Growth and photoluminescence properties of PbS nanocubes

This paper reports the synthesis of semiconductor nanocrystals of PbS through a facile and inexpensive synthetic route between lead acetate [Pb(Ac)(2) center dot 3H(2)O] and dithioglycol (HSCH2CH2SH) without any surfactant. The products were characterized by x-ray diffraction (XRD), transmission electron microscopy (TEM), high-resolution TEM (HRTEM), Raman spectroscopy, x-ray photelectron spectroscopy (XPS) and infrared (IR) spectroscopy. The size of cube-shaped PbS nanocrystals can be controlled by changing the relative amount of Pb(Ac)(2) center dot 3H(2)O and dithioglycol. Smaller cube-shaped PbS nanocrystals were obtained at higher sulfur content in the reaction system.

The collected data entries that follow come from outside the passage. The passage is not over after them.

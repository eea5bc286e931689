//! Processed user domain service.
//!
//! Implements the command and query driving ports on top of the
//! [`RecordStore`] driven port. Timestamps come from an injected clock so
//! records are reproducible under test.

use std::sync::Arc;

use async_trait::async_trait;
use mockable::Clock;
use tracing::info;

use crate::domain::ports::{
    ProcessedUsersCommand, ProcessedUsersQuery, RecordStore, RecordStoreError,
};
use crate::domain::{DerivedRecord, Error, RawUser, UserId};

const NOT_FOUND_MESSAGE: &str = "Processed user data not found";

fn map_store_error(error: RecordStoreError) -> Error {
    match error {
        RecordStoreError::NotFound { user_id } => {
            Error::not_found(NOT_FOUND_MESSAGE).with_details(serde_json::json!({ "userId": user_id }))
        }
    }
}

/// Service deriving, storing and serving processed user records.
#[derive(Clone)]
pub struct ProcessingService {
    store: Arc<dyn RecordStore>,
    clock: Arc<dyn Clock>,
}

impl ProcessingService {
    /// Create the service over a record store and a clock.
    pub fn new(store: Arc<dyn RecordStore>, clock: Arc<dyn Clock>) -> Self {
        Self { store, clock }
    }
}

#[async_trait]
impl ProcessedUsersCommand for ProcessingService {
    async fn process_user(&self, user: RawUser) -> Result<UserId, Error> {
        let user_id = user.require_id().map_err(|err| {
            Error::invalid_request(err.to_string())
                .with_details(serde_json::json!({ "field": "id", "code": "missing_id" }))
        })?;

        let record = DerivedRecord::build(user_id, &user, self.clock.local());
        self.store.put(record).await.map_err(map_store_error)?;

        info!(user_id = user_id.get(), name = %user.name, "processed user");
        Ok(user_id)
    }

    async fn delete(&self, user_id: UserId) -> Result<DerivedRecord, Error> {
        let removed = self.store.delete(user_id).await.map_err(map_store_error)?;
        info!(user_id = user_id.get(), "deleted processed user");
        Ok(removed)
    }
}

#[async_trait]
impl ProcessedUsersQuery for ProcessingService {
    async fn get(&self, user_id: UserId) -> Result<DerivedRecord, Error> {
        self.store.get(user_id).await.map_err(map_store_error)
    }

    async fn list(&self) -> Result<Vec<DerivedRecord>, Error> {
        self.store.list_all().await.map_err(map_store_error)
    }

    async fn count(&self) -> Result<usize, Error> {
        self.store.len().await.map_err(map_store_error)
    }
}

#[cfg(test)]
#[path = "processing_service_tests.rs"]
mod tests;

The nanometre-sized single crystals of PbS measure similar to 83 nm x 59 nm x 22 nm and 39 nm x 10 nm x 7 nm, for lead acetate: dithioglycol ratios of 1: 0.375 ( denoted as PbS-1) and 1: 1.5 ( denoted as PbS-2), respectively, when a mixture of NaOH solution of lead acetate and ethyl alcohol solution of dithioglycol is maintained at 220 degrees C for 4 h in a Teflon-lined autoclave. XRD patterns and HRTEM images confirm the crystalline structure of the PbS crystals. TEM helped to determine the dimension of the single crystals. Raman, XPS and IR helped to further demonstrate the purity of the as-synthesized samples. The optical absorption spectra of suspensions of the these crystals in glycol show shifts in absorption band edge for as-prepared sample PbS-1 from 246 to 271 nm and for PbS-2 from 246 to 275 nm, after four days of storage, respectively. The photoluminescence peaks from the two samples are located at 434 and 433 nm for photoexcitation radiation of 315 - 355 nm, thus exhibiting a Stokes shift compared with band edge energy. The principal contribution of this work is that the nanometre-size PbS single crystals are prepared without using a surfactant or templating agent. The formation of a five-membered ring via the chelation between the Pb2+ ion and dithioglycol is considered to be crucial in this mechanism.